▶ [WHAT IS REQUIRED] Going from the top of the data below, give again each line through the one containing "let attrs = tx", both ends kept.

* * * * * * * * *

//! Instruction replication round trip: locally recorded changesets
//! applied to a second database reproduce the same object graph.

use std::sync::Arc;

use tidedb::db::{Db, DbOptions};
use tidedb::sync::applier::InstructionApplier;
use tidedb::sync::instruction::Changeset;
use tidedb::types::CollectionKind;
use tidedb::{DataType, Value};

fn sync_db() -> Arc<Db> {
  let mut options = DbOptions::in_memory();
  options.sync_history = true;
  Db::open(options).expect("open")
}

fn plain_db() -> Arc<Db> {
  Db::open(DbOptions::in_memory()).expect("open")
}

fn replicate(src: &Arc<Db>, dst: &Arc<Db>) {
  for (_version, bytes) in src.changesets_after(0) {
    let changeset = Changeset::decode(&bytes).expect("decode");
    let mut tx = dst.begin_write().expect("begin");
    InstructionApplier::new(&mut tx)
      .apply(&changeset)
      .expect("apply");
    tx.commit().expect("commit");
  }
}

#[test]
fn recorded_changesets_reproduce_the_graph() {
  let src = sync_db();
  {
    let mut tx = src.begin_write().unwrap();
    let people = tx
      .add_table_with_primary_key("person", DataType::Int, "id", false)
      .unwrap();
    let name = tx
      .add_column(people, "name", DataType::String, false, CollectionKind::Single, None)
      .unwrap();
    let tags = tx
      .add_column(people, "tags", DataType::String, false, CollectionKind::List, None)
      .unwrap();
    let scores = tx
      .add_column(people, "scores", DataType::Int, false, CollectionKind::Set, None)
      .unwrap();
    let attrs = tx
      .add_column(
        people,
        "attrs",
        DataType::String,
        false,
        CollectionKind::Dictionary,
        None,
      )
      .unwrap();

    let (ada, _) = tx.create_object_with_pk(people, Value::Int(1)).unwrap();
    tx.set_value(people, ada, name, Value::String("ada".into())).unwrap();
    tx.list_insert(people, ada, tags, 0, Value::String("fast".into())).unwrap();
    tx.list_insert(people, ada, tags, 1, Value::String("precise".into())).unwrap();
    tx.set_insert(people, ada, scores, Value::Int(10)).unwrap();
    tx.set_insert(people, ada, scores, Value::Int(20)).unwrap();
    tx.dict_insert(people, ada, attrs, "role", Value::String("engine".into()))
      .unwrap();
    tx.commit().unwrap();
  }
  {
    // A second commit with list surgery and an erase.
    let mut tx = src.begin_write().unwrap();
    let people = tx.group().key_of("person").unwrap();
    let tags = tx.group().table(people).unwrap().column_by_name("tags").unwrap().key;
    let ada = tx
      .group()
      .table(people)
      .unwrap()
      .find_by_pk(&Value::Int(1))
      .unwrap();
    tx.list_move(people, ada, tags, 0, 1).unwrap();
    tx.list_erase(people, ada, tags, 0).unwrap();
    let (bob, _) = tx.create_object_with_pk(people, Value::Int(2)).unwrap();
    tx.erase_object(people, bob).unwrap();
    tx.commit().unwrap();
  }

  let dst = plain_db();
  replicate(&src, &dst);

  let src_tx = src.begin_read(None).unwrap();
  let dst_tx = dst.begin_read(None).unwrap();
  assert_eq!(
    src_tx.group().derive_schema(),
    dst_tx.group().derive_schema()
  );

  let st = src_tx.group().table_by_name("person").unwrap();
  let dt = dst_tx.group().table_by_name("person").unwrap();
  assert_eq!(st.size(), dt.size());

  let src_obj = st.find_by_pk(&Value::Int(1)).unwrap();
  let dst_obj = dt.find_by_pk(&Value::Int(1)).unwrap();
  for col in ["name"] {
    let sc = st.column_by_name(col).unwrap().key;
    let dc = dt.column_by_name(col).unwrap().key;
    assert_eq!(
      src_tx.get_value(st.key, src_obj, sc).unwrap(),
      dst_tx.get_value(dt.key, dst_obj, dc).unwrap(),
    );
  }
  let s_tags = st.column_by_name("tags").unwrap().key;
  let d_tags = dt.column_by_name("tags").unwrap().key;
  let src_len = src_tx.list_size(st.key, src_obj, s_tags).unwrap();
  assert_eq!(src_len, dst_tx.list_size(dt.key, dst_obj, d_tags).unwrap());
  for i in 0..src_len {
    assert_eq!(
      src_tx.list_get(st.key, src_obj, s_tags, i).unwrap(),
      dst_tx.list_get(dt.key, dst_obj, d_tags, i).unwrap(),
    );
  }
}

#[test]
fn embedded_objects_replicate_through_object_value() {
  let src = sync_db();
  {
    let mut tx = src.begin_write().unwrap();
    let orders = tx
      .add_table_with_primary_key("order", DataType::Int, "id", false)
      .unwrap();
    tx.add_embedded_table("line_item").unwrap();
    let items_table = tx.group().key_of("line_item").unwrap();
    let qty = tx
      .add_column(items_table, "qty", DataType::Int, true, CollectionKind::Single, None)
      .unwrap();
    let lines = tx
      .add_column(
        orders,
        "lines",
        DataType::Link,
        false,
        CollectionKind::List,
        Some("line_item"),
      )
      .unwrap();

    let (order, _) = tx.create_object_with_pk(orders, Value::Int(1)).unwrap();
    let line = tx.create_embedded_in_list(orders, order, lines, 0).unwrap();
    tx.set_value(line.table, line.obj, qty, Value::Int(3)).unwrap();
    tx.commit().unwrap();
  }

  let dst = plain_db();
  replicate(&src, &dst);

  let tx = dst.begin_read(None).unwrap();
  let lines_table = tx.group().table_by_name("line_item").unwrap();
  assert_eq!(lines_table.size(), 1);
  let qty = lines_table.column_by_name("qty").unwrap().key;
  let line = lines_table.objects().next().unwrap();
  assert_eq!(
    tx.get_value(lines_table.key, line.key, qty).unwrap(),
    Value::Int(3)
  );
}

#[test]
fn erase_object_replication_is_idempotent() {
  let src = sync_db();
  {
    let mut tx = src.begin_write().unwrap();
    let t = tx
      .add_table_with_primary_key("doc", DataType::Int, "id", false)
      .unwrap();
    tx.create_object_with_pk(t, Value::Int(9)).unwrap();
    tx.commit().unwrap();
  }
  {
    let mut tx = src.begin_write().unwrap();
    let t = tx.group().key_of("doc").unwrap();
    let obj = tx.group().table(t).unwrap().find_by_pk(&Value::Int(9)).unwrap();
    tx.erase_object(t, obj).unwrap();
    tx.commit().unwrap();
  }

  let dst = plain_db();
  replicate(&src, &dst);
  // Applying the erase-carrying changeset twice must land in the same
  // post-state.
  let last = src.changesets_after(0).pop().unwrap().1;
  let changeset = Changeset::decode(&last).unwrap();
  let mut tx = dst.begin_write().unwrap();
  InstructionApplier::new(&mut tx).apply(&changeset).unwrap();
  tx.commit().unwrap();

  let tx = dst.begin_read(None).unwrap();
  assert_eq!(tx.group().table_by_name("doc").unwrap().size(), 0);
}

* * * * * * * * *

▶ [RESPONSE FOR THIS EXERCISE]
//! Instruction replication round trip: locally recorded changesets
//! applied to a second database reproduce the same object graph.

use std::sync::Arc;

use tidedb::db::{Db, DbOptions};
use tidedb::sync::applier::InstructionApplier;
use tidedb::sync::instruction::Changeset;
use tidedb::types::CollectionKind;
use tidedb::{DataType, Value};

fn sync_db() -> Arc<Db> {
  let mut options = DbOptions::in_memory();
  options.sync_history = true;
  Db::open(options).expect("open")
}

fn plain_db() -> Arc<Db> {
  Db::open(DbOptions::in_memory()).expect("open")
}

fn replicate(src: &Arc<Db>, dst: &Arc<Db>) {
  for (_version, bytes) in src.changesets_after(0) {
    let changeset = Changeset::decode(&bytes).expect("decode");
    let mut tx = dst.begin_write().expect("begin");
    InstructionApplier::new(&mut tx)
      .apply(&changeset)
      .expect("apply");
    tx.commit().expect("commit");
  }
}

#[test]
fn recorded_changesets_reproduce_the_graph() {
  let src = sync_db();
  {
    let mut tx = src.begin_write().unwrap();
    let people = tx
      .add_table_with_primary_key("person", DataType::Int, "id", false)
      .unwrap();
    let name = tx
      .add_column(people, "name", DataType::String, false, CollectionKind::Single, None)
      .unwrap();
    let tags = tx
      .add_column(people, "tags", DataType::String, false, CollectionKind::List, None)
      .unwrap();
    let scores = tx
      .add_column(people, "scores", DataType::Int, false, CollectionKind::Set, None)
      .unwrap();
    let attrs = tx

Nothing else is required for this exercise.